What is being asked → Every line from the one bearing "self.finished = true;" through the last line of the entries should be printed exactly, with no other output.

(Records begins)

//! The in-memory record of one sandbox run.

use chrono::{DateTime, Utc};
use serde::ser::{Serialize, SerializeMap, Serializer};

#[derive(Debug, Clone, Copy, PartialEq, Eq, serde::Serialize)]
#[serde(rename_all = "snake_case")]
pub enum CommandStatus {
    Scheduled,
    InProgress,
    Finished,
}

/// What the process runner reported for one command.
#[derive(Debug, Clone, Default, PartialEq, Eq, serde::Serialize)]
pub struct CommandDetails {
    pub code: Option<i32>,
    pub out: String,
    pub err: String,
    pub pid: Option<u32>,
}

#[derive(Debug, Clone, serde::Serialize)]
pub struct CommandEntry {
    pub status: CommandStatus,
    pub started_at: Option<DateTime<Utc>>,
    pub finished_at: Option<DateTime<Utc>>,
    pub duration_secs: Option<f64>,
    pub details: Option<CommandDetails>,
}

impl CommandEntry {
    fn scheduled() -> Self {
        Self {
            status: CommandStatus::Scheduled,
            started_at: None,
            finished_at: None,
            duration_secs: None,
            details: None,
        }
    }
}

/// Ordered `command text -> entry` map.
///
/// A command text listed twice shares one entry, which reflects its most
/// recent execution.
#[derive(Debug, Clone, Default)]
pub struct CommandMap(Vec<(String, CommandEntry)>);

impl CommandMap {
    pub fn get(&self, command: &str) -> Option<&CommandEntry> {
        self.0.iter().find(|(c, _)| c == command).map(|(_, e)| e)
    }

    pub(crate) fn get_mut(&mut self, command: &str) -> Option<&mut CommandEntry> {
        self.0.iter_mut().find(|(c, _)| c == command).map(|(_, e)| e)
    }

    pub fn iter(&self) -> impl Iterator<Item = (&str, &CommandEntry)> {
        self.0.iter().map(|(c, e)| (c.as_str(), e))
    }

    pub fn len(&self) -> usize {
        self.0.len()
    }

    pub fn is_empty(&self) -> bool {
        self.0.is_empty()
    }
}

impl Serialize for CommandMap {
    fn serialize<S: Serializer>(&self, serializer: S) -> Result<S::Ok, S::Error> {
        let mut map = serializer.serialize_map(Some(self.0.len()))?;
        for (command, entry) in &self.0 {
            map.serialize_entry(command, entry)?;
        }
        map.end()
    }
}

#[derive(Debug, Clone, Default, serde::Serialize)]
pub struct CommandRunRecord {
    pub started: bool,
    pub finished: bool,
    pub started_at: Option<DateTime<Utc>>,
    pub finished_at: Option<DateTime<Utc>>,
    pub duration_secs: Option<f64>,
    /// Pid of the most recently executed command.
    pub pid: Option<u32>,
    pub commands: CommandMap,
}

impl CommandRunRecord {
    /// A record with every command scheduled and nothing started.
    pub fn scheduled<S: AsRef<str>>(commands: &[S]) -> Self {
        let mut map = CommandMap::default();
        for command in commands {
            let command = command.as_ref();
            if map.get(command).is_none() {
                map.0.push((command.to_string(), CommandEntry::scheduled()));
            }
        }
        Self {
            commands: map,
            ..Default::default()
        }
    }

    pub(crate) fn begin(&mut self) {
        self.started = true;
        self.started_at = Some(Utc::now());
    }

    pub(crate) fn begin_command(&mut self, command: &str) {
        if let Some(entry) = self.commands.get_mut(command) {
            entry.status = CommandStatus::InProgress;
            entry.started_at = Some(Utc::now());
            entry.finished_at = None;
            entry.duration_secs = None;
        }
    }

    pub(crate) fn finish_command(&mut self, command: &str, details: CommandDetails) {
        if details.pid.is_some() {
            self.pid = details.pid;
        }
        if let Some(entry) = self.commands.get_mut(command) {
            let now = Utc::now();
            entry.status = CommandStatus::Finished;
            entry.duration_secs = entry.started_at.map(|s| elapsed_secs(s, now));
            entry.finished_at = Some(now);
            entry.details = Some(details);
        }
    }

    pub(crate) fn finish(&mut self) {
        let now = Utc::now();
        self.finished = true;
        self.duration_secs = self.started_at.map(|s| elapsed_secs(s, now));
        self.finished_at = Some(now);
    }
}

fn elapsed_secs(from: DateTime<Utc>, to: DateTime<Utc>) -> f64 {
    (to - from).num_milliseconds().max(0) as f64 / 1000.0
}

#[cfg(test)]
mod tests {
    use super::*;

    #[test]
    fn scheduled_record_keeps_order_and_collapses_duplicates() {
        let record = CommandRunRecord::scheduled(&["b", "a", "b"]);
        let order: Vec<&str> = record.commands.iter().map(|(c, _)| c).collect();
        assert_eq!(order, ["b", "a"]);
        assert!(!record.started);
        assert!(
            record
                .commands
                .iter()
                .all(|(_, e)| e.status == CommandStatus::Scheduled)
        );
    }

    #[test]
    fn serializes_commands_as_ordered_object() {
        let mut record = CommandRunRecord::scheduled(&["zz", "aa"]);
        record.begin();
        record.begin_command("zz");
        record.finish_command(
            "zz",
            CommandDetails {
                code: Some(0),
                out: "ok\n".into(),
                err: String::new(),
                pid: Some(7),
            },
        );

        let json = serde_json::to_string(&record).unwrap();
        let zz = json.find("\"zz\"").unwrap();
        let aa = json.find("\"aa\"").unwrap();
        assert!(zz < aa);

        let value: serde_json::Value = serde_json::from_str(&json).unwrap();
        assert_eq!(value["pid"], 7);
        assert_eq!(value["commands"]["zz"]["status"], "finished");
        assert_eq!(value["commands"]["zz"]["details"]["out"], "ok\n");
        assert_eq!(value["commands"]["aa"]["status"], "scheduled");
        assert!(value["commands"]["aa"]["details"].is_null());
    }
}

(Records ends)

Your solution →
        self.finished = true;
        self.duration_secs = self.started_at.map(|s| elapsed_secs(s, now));
        self.finished_at = Some(now);
    }
}

fn elapsed_secs(from: DateTime<Utc>, to: DateTime<Utc>) -> f64 {
    (to - from).num_milliseconds().max(0) as f64 / 1000.0
}

#[cfg(test)]
mod tests {
    use super::*;

    #[test]
    fn scheduled_record_keeps_order_and_collapses_duplicates() {
        let record = CommandRunRecord::scheduled(&["b", "a", "b"]);
        let order: Vec<&str> = record.commands.iter().map(|(c, _)| c).collect();
        assert_eq!(order, ["b", "a"]);
        assert!(!record.started);
        assert!(
            record
                .commands
                .iter()
                .all(|(_, e)| e.status == CommandStatus::Scheduled)
        );
    }

    #[test]
    fn serializes_commands_as_ordered_object() {
        let mut record = CommandRunRecord::scheduled(&["zz", "aa"]);
        record.begin();
        record.begin_command("zz");
        record.finish_command(
            "zz",
            CommandDetails {
                code: Some(0),
                out: "ok\n".into(),
                err: String::new(),
                pid: Some(7),
            },
        );

        let json = serde_json::to_string(&record).unwrap();
        let zz = json.find("\"zz\"").unwrap();
        let aa = json.find("\"aa\"").unwrap();
        assert!(zz < aa);

        let value: serde_json::Value = serde_json::from_str(&json).unwrap();
        assert_eq!(value["pid"], 7);
        assert_eq!(value["commands"]["zz"]["status"], "finished");
        assert_eq!(value["commands"]["zz"]["details"]["out"], "ok\n");
        assert_eq!(value["commands"]["aa"]["status"], "scheduled");
        assert!(value["commands"]["aa"]["details"].is_null());
    }
}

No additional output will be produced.